[Dataset entries]
************

//! Top-level path search with fallback retries

use serde::Serialize;
use tracing::{debug, trace};

use super::config::RouterConfig;
use super::error::RouteError;
use super::fallback::Fallback;
use super::geometry::{path_length, path_points, project_onto_edge, snap_threshold, Point, Segment};
use super::grid::{Grid, GridSpec};
use super::line_def::{EffectiveLineDef, LineDef};
use super::optimize::{attach_stubs, optimize};
use super::position::should_look_for_path;
use super::trace::trace_back;
use super::wave::propagate;

/// A successfully routed connector
#[derive(Debug, Clone, PartialEq, Serialize)]
pub struct RoutedPath {
    /// Axis-aligned segments from the start connection point to the end one
    pub segments: Vec<Segment>,
    /// The arrow head should not be drawn; margins were too tight for it
    pub hide_marker: bool,
    /// Fallbacks applied before the search succeeded, in order
    pub fallbacks: Vec<Fallback>,
    /// Number of searches run, including the successful one
    pub attempts: usize,
}

impl RoutedPath {
    /// Polyline view of the segments
    pub fn points(&self) -> Vec<Point> {
        path_points(&self.segments)
    }

    /// Total path length in pixels
    pub fn length(&self) -> f64 {
        path_length(&self.segments)
    }
}

/// Routes connector lines with a fixed configuration
#[derive(Debug, Clone, Default)]
pub struct PathFinder {
    config: RouterConfig,
}

impl PathFinder {
    pub fn new(config: RouterConfig) -> Self {
        Self { config }
    }

    pub fn config(&self) -> &RouterConfig {
        &self.config
    }

    /// Route `line`, retrying with the configured fallback chain
    ///
    /// `Ok(None)` means no orthogonal route exists (or routing was skipped for
    /// nearly coincident boxes); the caller decides how to degrade.
    pub fn find_path(&self, line: &LineDef) -> Result<Option<RoutedPath>, RouteError> {
        let chain = Fallback::default_chain(&self.config);
        self.find_path_with(line, &chain)
    }

    /// Route `line`, retrying with an explicit list of fallbacks
    ///
    /// Fallbacks accumulate: each one relaxes the definition left by the
    /// previous ones. Boxes rejected by [`should_look_for_path`] return
    /// `Ok(None)` before any fallback; relaxing margins cannot untangle them.
    pub fn find_path_with(
        &self,
        line: &LineDef,
        fallbacks: &[Fallback],
    ) -> Result<Option<RoutedPath>, RouteError> {
        let mut current = EffectiveLineDef::resolve(line, &self.config)?;
        let threshold = snap_threshold(self.config.device_pixel_ratio);

        if !should_look_for_path(&current, threshold) {
            debug!(
                start_edge = ?current.start_edge,
                end_edge = ?current.end_edge,
                "boxes too narrow and nested, skipping routing"
            );
            return Ok(None);
        }

        let mut applied = Vec::new();
        let mut attempts = 1;
        if let Some(segments) = self.find_path_once(&current, attempts) {
            return Ok(Some(routed(segments, &current, applied, attempts)));
        }

        for &fallback in fallbacks {
            let Some(next) = fallback.apply(&current, &self.config) else {
                trace!(fallback = fallback.name(), "fallback not applicable");
                continue;
            };
            current = next;
            applied.push(fallback);
            attempts += 1;
            debug!(fallback = fallback.name(), attempt = attempts, "retrying with fallback");

            if let Some(segments) = self.find_path_once(&current, attempts) {
                return Ok(Some(routed(segments, &current, applied, attempts)));
            }
        }

        debug!(attempts, "no path found after exhausting fallbacks");
        Ok(None)
    }

    /// One grid build, wave, and trace for a fixed line definition
    fn find_path_once(&self, line: &EffectiveLineDef, attempt: usize) -> Option<Vec<Segment>> {
        let threshold = snap_threshold(self.config.device_pixel_ratio);
        let (start_box, end_box) = line.grid_boxes(threshold);
        let start_point = line.start_point();
        let end_point = line.end_point();
        let start_grid_point = project_onto_edge(&start_box, line.start_edge, start_point);
        let end_grid_point = project_onto_edge(&end_box, line.end_edge, end_point);
        let obstacles = line.obstacle_grid_boxes();

        let mut grid = Grid::build(&GridSpec {
            start_box,
            end_box,
            start_point: start_grid_point,
            end_point: end_grid_point,
            start_edge: line.start_edge,
            end_edge: line.end_edge,
            obstacles: &obstacles,
        });
        debug!(
            attempt,
            columns = grid.width(),
            rows = grid.height(),
            obstacles = obstacles.len(),
            "built routing grid"
        );

        let (sx, sy) = grid.index_of(start_grid_point)?;
        let (ex, ey) = grid.index_of(end_grid_point)?;
        propagate(&mut grid, sx, sy);
        trace!(
            attempt,
            distance = grid.get(ex, ey).map(|p| p.distance),
            "wave reached end"
        );

        let path = trace_back(&grid, ex, ey, line.end_edge)?;
        let segments = optimize(&attach_stubs(
            start_point,
            start_grid_point,
            path,
            end_grid_point,
            end_point,
        ));

        if segments.is_empty() {
            None
        } else {
            Some(segments)
        }
    }
}

fn routed(
    segments: Vec<Segment>,
    line: &EffectiveLineDef,
    fallbacks: Vec<Fallback>,
    attempts: usize,
) -> RoutedPath {
    RoutedPath {
        segments,
        hide_marker: line.hide_marker,
        fallbacks,
        attempts,
    }
}

/// Route a single line with the given configuration
pub fn find_path(line: &LineDef, config: &RouterConfig) -> Result<Option<RoutedPath>, RouteError> {
    PathFinder::new(config.clone()).find_path(line)
}

#[cfg(test)]
mod tests {
    use super::*;
    use crate::routing::geometry::{Rect, Side};
    use crate::routing::line_def::Obstacle;
    use pretty_assertions::assert_eq;

    fn scenario_boxes() -> (Rect, Rect) {
        (
            Rect::new(0.0, 50.0, 0.0, 20.0),
            Rect::new(200.0, 250.0, 100.0, 120.0),
        )
    }

    #[test]
    fn test_open_route_is_three_segments() {
        let (a, b) = scenario_boxes();
        let path = PathFinder::default()
            .find_path(&LineDef::new(a, b))
            .expect("valid input")
            .expect("path");

        assert_eq!(
            path.segments,
            vec![
                Segment::new(50.0, 10.0, 62.0, 10.0),
                Segment::new(62.0, 10.0, 62.0, 110.0),
                Segment::new(62.0, 110.0, 200.0, 110.0),
            ]
        );
        assert_eq!(path.attempts, 1);
        assert!(path.fallbacks.is_empty());
        assert!(!path.hide_marker);
        assert_eq!(path.length(), 12.0 + 100.0 + 138.0);
    }

    #[test]
    fn test_invalid_box_is_an_error() {
        let (a, _) = scenario_boxes();
        let result = PathFinder::default().find_path(&LineDef::new(a, Rect::new(5.0, 1.0, 0.0, 1.0)));
        assert!(matches!(result, Err(RouteError::InvalidBox { .. })));
    }

    #[test]
    fn test_nested_parent_is_dropped_first() {
        let (a, b) = scenario_boxes();
        // The parent region fully encloses both boxes' grid boxes
        let def = LineDef::new(a, b)
            .with_obstacle(Obstacle::nested_parent(Rect::new(-100.0, 400.0, -100.0, 300.0)));
        let path = PathFinder::default()
            .find_path(&def)
            .expect("valid input")
            .expect("path");
        assert_eq!(path.fallbacks, vec![Fallback::DropNestedObstacles]);
        assert_eq!(path.attempts, 2);
    }

    #[test]
    fn test_vertical_sides() {
        let def = LineDef::new(
            Rect::new(0.0, 40.0, 0.0, 20.0),
            Rect::new(100.0, 140.0, 100.0, 120.0),
        )
        .with_sides(Side::Bottom, Side::Top);
        let path = PathFinder::default()
            .find_path(&def)
            .expect("valid input")
            .expect("path");

        let first = path.segments.first().expect("segment");
        let last = path.segments.last().expect("segment");
        assert_eq!(first.start(), Point::new(20.0, 20.0));
        assert!(first.is_vertical());
        assert_eq!(last.end(), Point::new(120.0, 100.0));
        assert!(last.is_vertical());
    }

    #[test]
    fn test_empty_fallback_list_reports_no_path() {
        let (a, b) = scenario_boxes();
        let def = LineDef::new(a, b)
            .with_obstacle(Obstacle::nested_parent(Rect::new(-100.0, 400.0, -100.0, 300.0)));
        let result = PathFinder::default()
            .find_path_with(&def, &[])
            .expect("valid input");
        assert!(result.is_none());
    }
}
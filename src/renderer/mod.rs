//! SVG renderer for routed scenes
//!
//! Boxes become rectangles and routed lines become paths with CSS classes
//! for styling.

pub mod config;
pub mod path;
pub mod svg;

pub use config::SvgConfig;
pub use path::{segments_to_d, ResolvedPath};
pub use svg::{render_svg, SvgBuilder};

************

Your task » Restate word for word only the lines above from the line containing "successfully routed connector" to the line containing "how to degrade.", both of them included.

Result of the task »
/// A successfully routed connector
#[derive(Debug, Clone, PartialEq, Serialize)]
pub struct RoutedPath {
    /// Axis-aligned segments from the start connection point to the end one
    pub segments: Vec<Segment>,
    /// The arrow head should not be drawn; margins were too tight for it
    pub hide_marker: bool,
    /// Fallbacks applied before the search succeeded, in order
    pub fallbacks: Vec<Fallback>,
    /// Number of searches run, including the successful one
    pub attempts: usize,
}

impl RoutedPath {
    /// Polyline view of the segments
    pub fn points(&self) -> Vec<Point> {
        path_points(&self.segments)
    }

    /// Total path length in pixels
    pub fn length(&self) -> f64 {
        path_length(&self.segments)
    }
}

/// Routes connector lines with a fixed configuration
#[derive(Debug, Clone, Default)]
pub struct PathFinder {
    config: RouterConfig,
}

impl PathFinder {
    pub fn new(config: RouterConfig) -> Self {
        Self { config }
    }

    pub fn config(&self) -> &RouterConfig {
        &self.config
    }

    /// Route `line`, retrying with the configured fallback chain
    ///
    /// `Ok(None)` means no orthogonal route exists (or routing was skipped for
    /// nearly coincident boxes); the caller decides how to degrade.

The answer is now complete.